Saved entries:
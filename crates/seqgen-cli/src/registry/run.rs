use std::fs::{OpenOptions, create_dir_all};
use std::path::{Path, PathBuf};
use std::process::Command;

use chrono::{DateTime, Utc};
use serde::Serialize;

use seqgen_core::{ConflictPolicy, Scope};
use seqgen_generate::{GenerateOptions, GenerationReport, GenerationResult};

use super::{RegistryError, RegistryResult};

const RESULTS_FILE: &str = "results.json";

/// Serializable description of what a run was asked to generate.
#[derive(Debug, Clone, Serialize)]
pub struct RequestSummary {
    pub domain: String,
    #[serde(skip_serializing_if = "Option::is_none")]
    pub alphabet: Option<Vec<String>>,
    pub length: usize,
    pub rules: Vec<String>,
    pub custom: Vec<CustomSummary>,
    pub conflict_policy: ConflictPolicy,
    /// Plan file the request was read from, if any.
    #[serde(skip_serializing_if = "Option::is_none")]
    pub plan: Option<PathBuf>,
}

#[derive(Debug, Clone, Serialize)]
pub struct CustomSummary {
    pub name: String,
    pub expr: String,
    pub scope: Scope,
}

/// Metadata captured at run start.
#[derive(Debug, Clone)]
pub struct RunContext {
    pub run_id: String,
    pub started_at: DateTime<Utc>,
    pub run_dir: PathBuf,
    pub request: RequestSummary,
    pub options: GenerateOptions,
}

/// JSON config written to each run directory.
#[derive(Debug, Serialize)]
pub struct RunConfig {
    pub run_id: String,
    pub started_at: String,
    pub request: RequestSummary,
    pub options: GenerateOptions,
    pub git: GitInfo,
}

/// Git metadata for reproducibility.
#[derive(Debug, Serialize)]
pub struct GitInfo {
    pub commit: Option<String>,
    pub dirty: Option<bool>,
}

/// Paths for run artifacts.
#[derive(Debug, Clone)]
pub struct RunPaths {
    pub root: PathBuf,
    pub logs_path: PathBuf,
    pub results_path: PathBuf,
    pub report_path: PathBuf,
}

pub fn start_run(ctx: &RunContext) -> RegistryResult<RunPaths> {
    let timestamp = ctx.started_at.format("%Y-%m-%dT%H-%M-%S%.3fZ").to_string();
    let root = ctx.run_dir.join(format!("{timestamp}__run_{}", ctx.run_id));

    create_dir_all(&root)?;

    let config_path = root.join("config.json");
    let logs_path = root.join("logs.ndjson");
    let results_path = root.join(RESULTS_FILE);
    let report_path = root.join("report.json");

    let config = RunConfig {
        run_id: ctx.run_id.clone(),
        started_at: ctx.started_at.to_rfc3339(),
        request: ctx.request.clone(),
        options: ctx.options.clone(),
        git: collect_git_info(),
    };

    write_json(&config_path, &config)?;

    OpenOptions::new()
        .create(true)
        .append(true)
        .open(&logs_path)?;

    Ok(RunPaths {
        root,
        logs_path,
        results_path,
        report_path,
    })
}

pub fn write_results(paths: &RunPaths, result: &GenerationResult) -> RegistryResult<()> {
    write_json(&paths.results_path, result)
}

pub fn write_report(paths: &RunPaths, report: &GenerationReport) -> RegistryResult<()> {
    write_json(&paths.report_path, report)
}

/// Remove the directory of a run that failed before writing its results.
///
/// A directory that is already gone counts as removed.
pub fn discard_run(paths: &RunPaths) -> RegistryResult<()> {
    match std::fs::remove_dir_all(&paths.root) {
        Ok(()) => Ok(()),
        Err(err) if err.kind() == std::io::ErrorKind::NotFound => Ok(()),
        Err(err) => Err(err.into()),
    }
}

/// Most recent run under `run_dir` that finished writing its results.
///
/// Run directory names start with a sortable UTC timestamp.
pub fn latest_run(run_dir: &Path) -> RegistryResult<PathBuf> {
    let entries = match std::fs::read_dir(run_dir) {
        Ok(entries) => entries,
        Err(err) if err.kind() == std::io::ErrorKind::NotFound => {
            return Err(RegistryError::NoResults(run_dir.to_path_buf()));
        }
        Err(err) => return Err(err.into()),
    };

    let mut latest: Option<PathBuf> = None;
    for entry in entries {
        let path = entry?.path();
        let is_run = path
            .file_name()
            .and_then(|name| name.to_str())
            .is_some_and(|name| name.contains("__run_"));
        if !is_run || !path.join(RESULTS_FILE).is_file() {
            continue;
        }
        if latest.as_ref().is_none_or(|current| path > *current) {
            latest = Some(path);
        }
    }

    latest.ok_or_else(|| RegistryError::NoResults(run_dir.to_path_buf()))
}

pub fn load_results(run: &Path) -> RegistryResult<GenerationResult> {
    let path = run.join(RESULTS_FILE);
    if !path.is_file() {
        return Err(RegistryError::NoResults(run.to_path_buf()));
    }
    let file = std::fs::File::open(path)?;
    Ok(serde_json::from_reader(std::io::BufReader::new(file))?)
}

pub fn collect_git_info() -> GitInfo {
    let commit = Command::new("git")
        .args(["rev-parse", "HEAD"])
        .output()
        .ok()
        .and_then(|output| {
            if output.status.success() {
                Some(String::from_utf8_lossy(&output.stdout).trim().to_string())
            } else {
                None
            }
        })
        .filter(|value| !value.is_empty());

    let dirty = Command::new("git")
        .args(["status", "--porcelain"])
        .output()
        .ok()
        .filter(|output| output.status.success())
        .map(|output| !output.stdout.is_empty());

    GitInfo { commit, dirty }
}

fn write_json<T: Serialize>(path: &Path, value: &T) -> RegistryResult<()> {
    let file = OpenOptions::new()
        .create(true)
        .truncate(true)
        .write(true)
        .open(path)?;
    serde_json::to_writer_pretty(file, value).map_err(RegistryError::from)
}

...

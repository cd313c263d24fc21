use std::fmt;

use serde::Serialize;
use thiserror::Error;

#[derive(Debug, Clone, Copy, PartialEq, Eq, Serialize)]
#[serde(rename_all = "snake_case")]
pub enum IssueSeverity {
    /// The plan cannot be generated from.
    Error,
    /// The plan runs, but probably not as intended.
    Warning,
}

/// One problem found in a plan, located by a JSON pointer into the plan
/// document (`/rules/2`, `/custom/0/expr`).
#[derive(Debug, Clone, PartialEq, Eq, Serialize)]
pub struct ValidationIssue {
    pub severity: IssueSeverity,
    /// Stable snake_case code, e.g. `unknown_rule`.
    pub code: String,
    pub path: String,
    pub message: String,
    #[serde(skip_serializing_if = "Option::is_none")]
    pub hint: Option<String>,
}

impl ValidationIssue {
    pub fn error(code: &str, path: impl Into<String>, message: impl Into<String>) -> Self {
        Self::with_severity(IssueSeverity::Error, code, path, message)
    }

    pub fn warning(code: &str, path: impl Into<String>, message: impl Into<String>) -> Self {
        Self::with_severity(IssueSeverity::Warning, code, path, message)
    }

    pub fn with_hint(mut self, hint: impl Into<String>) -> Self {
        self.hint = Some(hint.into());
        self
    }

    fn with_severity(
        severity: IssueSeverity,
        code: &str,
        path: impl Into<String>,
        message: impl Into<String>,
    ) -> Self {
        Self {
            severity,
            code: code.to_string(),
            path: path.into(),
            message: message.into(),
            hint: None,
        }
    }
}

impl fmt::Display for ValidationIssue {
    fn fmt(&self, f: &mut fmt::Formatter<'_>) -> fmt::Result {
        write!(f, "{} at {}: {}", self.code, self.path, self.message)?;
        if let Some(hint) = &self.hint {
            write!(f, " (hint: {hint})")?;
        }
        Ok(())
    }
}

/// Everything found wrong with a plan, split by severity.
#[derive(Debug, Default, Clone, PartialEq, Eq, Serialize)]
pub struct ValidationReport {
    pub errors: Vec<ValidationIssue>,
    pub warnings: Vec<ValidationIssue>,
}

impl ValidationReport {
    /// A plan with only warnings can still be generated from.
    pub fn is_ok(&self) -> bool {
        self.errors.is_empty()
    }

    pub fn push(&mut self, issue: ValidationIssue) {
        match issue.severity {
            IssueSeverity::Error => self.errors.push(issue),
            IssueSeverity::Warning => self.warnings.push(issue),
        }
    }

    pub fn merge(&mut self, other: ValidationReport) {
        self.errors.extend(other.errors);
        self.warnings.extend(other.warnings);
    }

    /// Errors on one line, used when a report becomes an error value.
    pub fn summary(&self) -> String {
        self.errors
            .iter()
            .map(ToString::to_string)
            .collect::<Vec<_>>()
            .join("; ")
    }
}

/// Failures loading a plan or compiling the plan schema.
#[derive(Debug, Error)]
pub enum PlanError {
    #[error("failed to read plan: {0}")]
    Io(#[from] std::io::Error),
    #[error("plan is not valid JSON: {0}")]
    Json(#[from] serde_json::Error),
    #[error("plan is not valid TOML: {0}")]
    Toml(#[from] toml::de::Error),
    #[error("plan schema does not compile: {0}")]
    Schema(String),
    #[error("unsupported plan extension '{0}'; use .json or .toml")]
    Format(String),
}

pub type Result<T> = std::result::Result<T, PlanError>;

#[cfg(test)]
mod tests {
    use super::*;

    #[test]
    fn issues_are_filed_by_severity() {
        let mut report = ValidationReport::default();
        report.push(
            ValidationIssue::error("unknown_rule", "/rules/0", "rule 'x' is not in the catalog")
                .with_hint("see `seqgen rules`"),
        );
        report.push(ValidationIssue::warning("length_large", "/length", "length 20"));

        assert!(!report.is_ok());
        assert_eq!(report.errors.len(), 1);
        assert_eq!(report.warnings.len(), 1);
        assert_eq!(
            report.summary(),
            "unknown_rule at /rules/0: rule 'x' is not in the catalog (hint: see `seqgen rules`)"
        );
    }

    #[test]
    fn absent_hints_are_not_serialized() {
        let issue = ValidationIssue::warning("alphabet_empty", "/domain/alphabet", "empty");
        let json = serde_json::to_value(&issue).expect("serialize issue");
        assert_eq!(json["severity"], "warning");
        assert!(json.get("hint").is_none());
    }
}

...

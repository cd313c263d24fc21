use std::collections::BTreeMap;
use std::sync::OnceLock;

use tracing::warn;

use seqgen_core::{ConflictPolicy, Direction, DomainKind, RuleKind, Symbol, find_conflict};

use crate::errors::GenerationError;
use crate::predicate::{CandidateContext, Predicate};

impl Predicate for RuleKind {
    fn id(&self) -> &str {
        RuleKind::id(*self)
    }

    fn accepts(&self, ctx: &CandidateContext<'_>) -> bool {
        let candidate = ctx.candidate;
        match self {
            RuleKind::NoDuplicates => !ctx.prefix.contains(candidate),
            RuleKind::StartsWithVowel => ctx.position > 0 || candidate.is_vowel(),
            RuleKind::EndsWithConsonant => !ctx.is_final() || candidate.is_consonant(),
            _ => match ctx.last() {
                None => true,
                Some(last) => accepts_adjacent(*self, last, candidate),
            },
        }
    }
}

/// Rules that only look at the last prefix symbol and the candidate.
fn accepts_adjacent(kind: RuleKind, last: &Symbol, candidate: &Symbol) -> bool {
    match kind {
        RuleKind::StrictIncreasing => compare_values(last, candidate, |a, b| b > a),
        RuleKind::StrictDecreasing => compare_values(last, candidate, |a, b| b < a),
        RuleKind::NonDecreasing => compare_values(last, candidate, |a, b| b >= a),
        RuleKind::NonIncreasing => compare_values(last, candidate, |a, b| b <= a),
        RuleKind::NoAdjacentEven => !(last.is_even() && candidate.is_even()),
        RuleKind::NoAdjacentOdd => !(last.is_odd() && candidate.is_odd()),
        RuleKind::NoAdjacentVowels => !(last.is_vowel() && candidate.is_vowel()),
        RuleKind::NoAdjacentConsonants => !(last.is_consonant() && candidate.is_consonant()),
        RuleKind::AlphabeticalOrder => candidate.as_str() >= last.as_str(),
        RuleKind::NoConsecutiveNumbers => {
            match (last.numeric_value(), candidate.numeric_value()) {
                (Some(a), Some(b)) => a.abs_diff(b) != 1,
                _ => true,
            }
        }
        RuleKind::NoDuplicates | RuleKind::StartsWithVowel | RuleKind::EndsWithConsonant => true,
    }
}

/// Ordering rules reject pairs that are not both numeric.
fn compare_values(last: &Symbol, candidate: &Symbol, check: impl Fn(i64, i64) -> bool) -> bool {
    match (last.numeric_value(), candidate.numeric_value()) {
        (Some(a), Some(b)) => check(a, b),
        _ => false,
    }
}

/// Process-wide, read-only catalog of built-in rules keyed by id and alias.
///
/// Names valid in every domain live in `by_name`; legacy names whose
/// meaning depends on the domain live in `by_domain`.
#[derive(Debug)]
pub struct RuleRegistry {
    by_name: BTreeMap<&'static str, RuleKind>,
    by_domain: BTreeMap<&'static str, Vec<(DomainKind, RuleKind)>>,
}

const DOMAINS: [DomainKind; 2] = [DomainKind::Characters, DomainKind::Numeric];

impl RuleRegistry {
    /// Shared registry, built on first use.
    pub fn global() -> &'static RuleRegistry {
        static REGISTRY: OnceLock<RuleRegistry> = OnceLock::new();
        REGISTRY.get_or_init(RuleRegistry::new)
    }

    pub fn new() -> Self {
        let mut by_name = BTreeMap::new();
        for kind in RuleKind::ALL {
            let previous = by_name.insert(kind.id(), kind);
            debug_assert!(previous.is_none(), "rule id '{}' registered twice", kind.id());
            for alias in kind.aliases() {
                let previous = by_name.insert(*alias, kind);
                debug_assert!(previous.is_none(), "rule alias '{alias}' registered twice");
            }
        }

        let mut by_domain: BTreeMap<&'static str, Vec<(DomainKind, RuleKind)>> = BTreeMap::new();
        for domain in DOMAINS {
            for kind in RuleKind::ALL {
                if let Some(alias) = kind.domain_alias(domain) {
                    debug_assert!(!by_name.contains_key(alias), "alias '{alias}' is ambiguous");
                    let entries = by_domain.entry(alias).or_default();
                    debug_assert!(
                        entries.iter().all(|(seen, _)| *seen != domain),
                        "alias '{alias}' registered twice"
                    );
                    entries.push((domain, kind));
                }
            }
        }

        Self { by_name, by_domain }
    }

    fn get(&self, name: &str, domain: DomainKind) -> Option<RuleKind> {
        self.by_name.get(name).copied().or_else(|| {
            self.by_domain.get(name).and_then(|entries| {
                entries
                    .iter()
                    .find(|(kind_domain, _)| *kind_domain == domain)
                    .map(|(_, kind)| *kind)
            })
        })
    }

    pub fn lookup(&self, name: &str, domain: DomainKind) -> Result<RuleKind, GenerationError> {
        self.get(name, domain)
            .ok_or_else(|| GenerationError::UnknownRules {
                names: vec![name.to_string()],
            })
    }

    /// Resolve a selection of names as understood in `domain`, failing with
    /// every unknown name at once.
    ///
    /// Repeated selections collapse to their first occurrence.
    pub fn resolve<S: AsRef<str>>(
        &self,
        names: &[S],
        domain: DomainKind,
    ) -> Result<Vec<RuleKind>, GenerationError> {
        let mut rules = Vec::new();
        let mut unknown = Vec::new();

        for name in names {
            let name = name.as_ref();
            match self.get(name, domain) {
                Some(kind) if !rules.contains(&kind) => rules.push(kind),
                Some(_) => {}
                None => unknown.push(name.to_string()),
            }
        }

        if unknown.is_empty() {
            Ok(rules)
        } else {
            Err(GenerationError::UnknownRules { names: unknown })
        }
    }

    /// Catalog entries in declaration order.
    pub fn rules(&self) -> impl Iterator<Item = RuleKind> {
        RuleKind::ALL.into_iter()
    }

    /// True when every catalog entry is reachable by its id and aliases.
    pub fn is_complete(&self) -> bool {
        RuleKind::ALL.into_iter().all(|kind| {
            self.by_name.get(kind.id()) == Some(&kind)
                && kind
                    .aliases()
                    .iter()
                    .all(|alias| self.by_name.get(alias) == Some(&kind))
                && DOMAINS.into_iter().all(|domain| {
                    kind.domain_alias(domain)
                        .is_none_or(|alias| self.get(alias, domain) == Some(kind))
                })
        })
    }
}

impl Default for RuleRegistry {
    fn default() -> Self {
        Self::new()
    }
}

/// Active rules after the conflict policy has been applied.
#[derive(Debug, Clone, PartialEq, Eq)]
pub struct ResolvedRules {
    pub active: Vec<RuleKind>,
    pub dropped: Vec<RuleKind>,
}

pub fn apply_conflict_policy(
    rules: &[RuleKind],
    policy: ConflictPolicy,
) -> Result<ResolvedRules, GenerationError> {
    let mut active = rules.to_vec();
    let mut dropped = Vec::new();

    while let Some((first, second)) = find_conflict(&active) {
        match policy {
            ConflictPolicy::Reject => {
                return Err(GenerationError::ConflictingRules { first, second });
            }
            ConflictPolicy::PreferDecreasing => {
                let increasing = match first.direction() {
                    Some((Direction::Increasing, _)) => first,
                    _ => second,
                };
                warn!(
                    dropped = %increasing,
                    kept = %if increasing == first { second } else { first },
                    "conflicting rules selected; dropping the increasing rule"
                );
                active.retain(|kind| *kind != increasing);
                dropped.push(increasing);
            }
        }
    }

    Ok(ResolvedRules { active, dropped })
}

ABOUT THIS EXERCISE: Apply a filter for "DomainKind" to the entries and show each line that passes.

FINAL ANSWER:
use seqgen_core::{ConflictPolicy, Direction, DomainKind, RuleKind, Symbol, find_conflict};
    by_domain: BTreeMap<&'static str, Vec<(DomainKind, RuleKind)>>,
const DOMAINS: [DomainKind; 2] = [DomainKind::Characters, DomainKind::Numeric];
        let mut by_domain: BTreeMap<&'static str, Vec<(DomainKind, RuleKind)>> = BTreeMap::new();
    fn get(&self, name: &str, domain: DomainKind) -> Option<RuleKind> {
    pub fn lookup(&self, name: &str, domain: DomainKind) -> Result<RuleKind, GenerationError> {
        domain: DomainKind,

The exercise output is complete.